Ainsi, au travers de cette affirmation sans reste du sujet, la relation à l’entourage immédiat peut faire l’objet d’aménagements circonstanciés. Cependant, à mesure que le cercle relationnel s’étend, cette tolérance montre rapidement ses limites. Le repli sur la seule communauté apparaît alors comme une possible alternative. Claudine de Shakti :

  • -»Moi j’ai été très solitaire par rapport aux gens parce que c’était pour moi avant tout quelque chose de très personnel. Et puis le temps passant, je me rends compte que ces expériences-là, on ne peut pas en parler, en fait, à d’autres personnes parce que les gens nous prennent pour des tarés, on nous prend pour des tarés... Ou alors, ils se méprennent sur le sens de ce que l’on dit. Alors finalement, on est ramenés à en parler aux gens qui eux aussi l’ont vécu et encore, même avec les gens qui l’ont vécu, vu que chaque expérience est personnelle, eh bien des fois ce n’est pas évident de se faire comprendre. Mais je dirais que l’avantage, c’est qu’il n’y a pas de jugement, et bon, quand même, il y a aussi une certaine écoute. [...] Mais, je pense aussi que dans les moments difficiles les gens sont là, ils peuvent aider soit de façon matérielle soit de façon psychologique avec une parole vraie.»

Jeanne confirme :

  • -»Le groupe, je trouve que c’est un outil important parce que ça nous permet de confronter en permanence notre pratique les uns avec les autres et aussi de bénéficier d’une dynamique de groupe qui, pour moi, est vraiment importante. C’est important d’être entourée par des personnes qui nous regardent, nous écoutent, qui nous interrogent aussi sur ce qu’on fait et nous demandent d’expliquer nos actes, nos choix. Même sur le quotidien, on partage des choses très fortes, on se donne des conseils, des coups de main, on s’entraide aussi... Et puis, il y a les fêtes, les stages. Je trouve que le groupe, c’est un soutien extrêmement important, et puis quand ça ne va vraiment pas bien, il y a Marc qui peut aussi nous aider mais c’est vrai que lui il ne peut pas tout faire.»

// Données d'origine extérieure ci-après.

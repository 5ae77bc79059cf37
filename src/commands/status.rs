use anyhow::Result;
use tracing::{info, warn};

use crate::cli::StatusArgs;
use crate::commands::CachePaths;
use crate::commands::evaluate::config_checksum;
use crate::evaluation::{read_baseline, resolve_baseline_path};
use crate::index::SqliteIndex;
use crate::weights::ConfigStore;

pub fn run(args: StatusArgs) -> Result<()> {
    let paths = CachePaths::from_store(&args.store);
    info!(cache_root = %paths.root.display(), "status requested");

    if paths.db_path.exists() {
        match SqliteIndex::new(&paths.db_path).counts() {
            Ok(counts) => info!(
                path = %paths.db_path.display(),
                files = counts.files,
                chunks = counts.chunks,
                embeddings = counts.embeddings,
                "index status"
            ),
            Err(err) => warn!(path = %paths.db_path.display(), error = %err, "index database unreadable"),
        }
    } else {
        warn!(path = %paths.db_path.display(), "index database missing");
    }

    let store = ConfigStore::new(&paths.config_path);
    if paths.config_path.exists() {
        let config = store.snapshot()?;
        info!(
            path = %paths.config_path.display(),
            version = config.version,
            checksum = %config_checksum(&paths.config_path)?.unwrap_or_default(),
            tag_overrides = config.overrides.len(),
            tuned_tags = ?config.tuned_tags(),
            "configuration artifact"
        );
    } else {
        warn!(path = %paths.config_path.display(), "configuration artifact missing; built-in defaults apply");
    }

    let backup_dir = store.backup_dir();
    let backups = std::fs::read_dir(&backup_dir)
        .map(|entries| entries.flatten().count())
        .unwrap_or(0);
    info!(path = %backup_dir.display(), backups, "configuration backups");

    let baseline_path = match &args.baseline_path {
        Some(path) => path.clone(),
        None => resolve_baseline_path(&paths.baseline_path),
    };
    match read_baseline(&baseline_path)? {
        Some(baseline) => info!(
            path = %baseline_path.display(),
            cases = baseline.total_cases,
            hits = baseline.hits,
            micro = baseline.micro,
            macro_rate = baseline.macro_rate,
            "baseline metrics"
        ),
        None => warn!(path = %baseline_path.display(), "baseline metrics missing"),
    }

    Ok(())
}
use super::*;

pub const ARTIFACT_MANIFEST_VERSION: u32 = 1;
pub const BASELINE_MODE_ENV: &str = "DOCRANK_BASELINE_MODE";
pub const BASELINE_PATH_ENV: &str = "DOCRANK_BASELINE_PATH";

#[derive(Debug, Clone, Copy, PartialEq, Eq, Serialize)]
#[serde(rename_all = "snake_case")]
pub enum BaselineMode {
    Verify,
    Promote,
}

impl BaselineMode {
    pub fn as_str(self) -> &'static str {
        match self {
            Self::Verify => "verify",
            Self::Promote => "promote",
        }
    }
}

pub fn resolve_baseline_mode() -> BaselineMode {
    parse_baseline_mode(std::env::var(BASELINE_MODE_ENV).ok().as_deref())
}

pub fn parse_baseline_mode(value: Option<&str>) -> BaselineMode {
    match value {
        Some(value)
            if value.trim().eq_ignore_ascii_case("promote")
                || value.trim().eq_ignore_ascii_case("rotate") =>
        {
            BaselineMode::Promote
        }
        _ => BaselineMode::Verify,
    }
}

pub fn resolve_baseline_path(default: &Path) -> PathBuf {
    parse_baseline_path(std::env::var(BASELINE_PATH_ENV).ok().as_deref(), default)
}

pub fn parse_baseline_path(value: Option<&str>, default: &Path) -> PathBuf {
    if let Some(value) = value {
        let candidate = value.trim();
        if !candidate.is_empty() {
            return PathBuf::from(candidate);
        }
    }
    default.to_path_buf()
}

/// Stored aggregate used by the regression check.
#[derive(Debug, Clone, Serialize, Deserialize)]
pub struct BaselineArtifact {
    #[serde(default)]
    pub manifest_version: u32,
    #[serde(default)]
    pub generated_at: String,
    #[serde(default)]
    pub config_checksum: Option<String>,
    #[serde(flatten)]
    pub metrics: EvaluationResult,
}

/// Full record of one gated evaluation run.
#[derive(Debug, Clone, Serialize)]
pub struct EvaluationArtifact<'a> {
    pub manifest_version: u32,
    pub run_id: String,
    pub generated_at: String,
    pub config_checksum: Option<String>,
    #[serde(flatten)]
    pub metrics: &'a EvaluationResult,
    pub gate: &'a GateVerdict,
    pub cases: &'a [CaseOutcome],
}

impl<'a> EvaluationArtifact<'a> {
    pub fn new(
        run_id: String,
        config_checksum: Option<String>,
        metrics: &'a EvaluationResult,
        gate: &'a GateVerdict,
        cases: &'a [CaseOutcome],
    ) -> Self {
        Self {
            manifest_version: ARTIFACT_MANIFEST_VERSION,
            run_id,
            generated_at: now_utc_string(),
            config_checksum,
            metrics,
            gate,
            cases,
        }
    }
}

pub fn new_run_id() -> String {
    format!("eval-{}", utc_compact_string(chrono::Utc::now()))
}

/// `Ok(None)` when no baseline has been promoted yet.
pub fn read_baseline(path: &Path) -> Result<Option<EvaluationResult>> {
    if !path.exists() {
        return Ok(None);
    }
    let raw = fs::read_to_string(path)
        .with_context(|| format!("failed to read baseline {}", path.display()))?;
    let artifact = serde_json::from_str::<BaselineArtifact>(&raw)
        .with_context(|| format!("failed to parse baseline {}", path.display()))?;
    Ok(Some(artifact.metrics))
}

pub fn write_baseline(path: &Path, metrics: &EvaluationResult, config_checksum: Option<String>) -> Result<()> {
    let artifact = BaselineArtifact {
        manifest_version: ARTIFACT_MANIFEST_VERSION,
        generated_at: now_utc_string(),
        config_checksum,
        metrics: metrics.clone(),
    };
    write_json_pretty(path, &artifact)?;
    info!(path = %path.display(), micro = metrics.micro, "baseline promoted");
    Ok(())
}

pub fn write_evaluation_artifact(path: &Path, artifact: &EvaluationArtifact<'_>) -> Result<()> {
    write_json_pretty(path, artifact)?;
    info!(path = %path.display(), run_id = %artifact.run_id, "evaluation artifact written");
    Ok(())
}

Face aux malentendus, le groupe peut alors devenir ce refuge accueillant au sein duquel il est possible de trouver protection et compréhension. Un refuge où la même «parole vraie» ferait sens pour tous, facilitant par là la reconnaissance de chacun dans la singularité de son propre cheminement. Quelques élèves de Shakti émettent, cependant, certaines réserves quant à cette tentation du repli communautaire. Nicolas :

  • -»Le groupe est quelque chose de très très précieux mais maintenant le groupe présente aussi plein d’inconvénients, des inconvénients de type : on vit tous ensemble les uns sur les autres, on frôle la consanguinité et puis au bout d’un certain temps, la pensée elle tourne un peu en rond, vous ne voyez plus l’ouverture sur l’extérieur, c’est le risque de tout groupe.»

Dans ce prolongement, Jacques précise :

  • -»Par rapport à l’association, je fais attention de ne pas mettre tous mes oeufs dans le même panier parce que je trouve, si vous voulez, que certains ont trop investi le groupe associatif. Ils ne se rendent pas compte que le jour où ils arrêtent la pratique, eh bien, ils vont se retrouver seuls. Il y a des gens qui sont partis de l’association, eh bien ils vivent avec pratiquement plus de relations avec le groupe. Ils n’ont que très très peu de contacts mais ça je pense que c’est inhérent à tout phénomène de groupe et le yoga là-dedans n’y échappe pas. C’est pas parce qu’on fait du yoga, mais si vous êtes politique, militantiste, médecin du monde, au secours populaire ou ailleurs, le jour où vous partez, tout le monde vous oublie. Au bout de cinq ou six mois quand vous partez, il y a de fortes chances qu’on vous oublie. C’est vrai qu’il y a cette notion de famille Shakti mais cela tant qu’on est à l’intérieur et puis si on part, je pense que la famille ne se préoccupe plus de vous.»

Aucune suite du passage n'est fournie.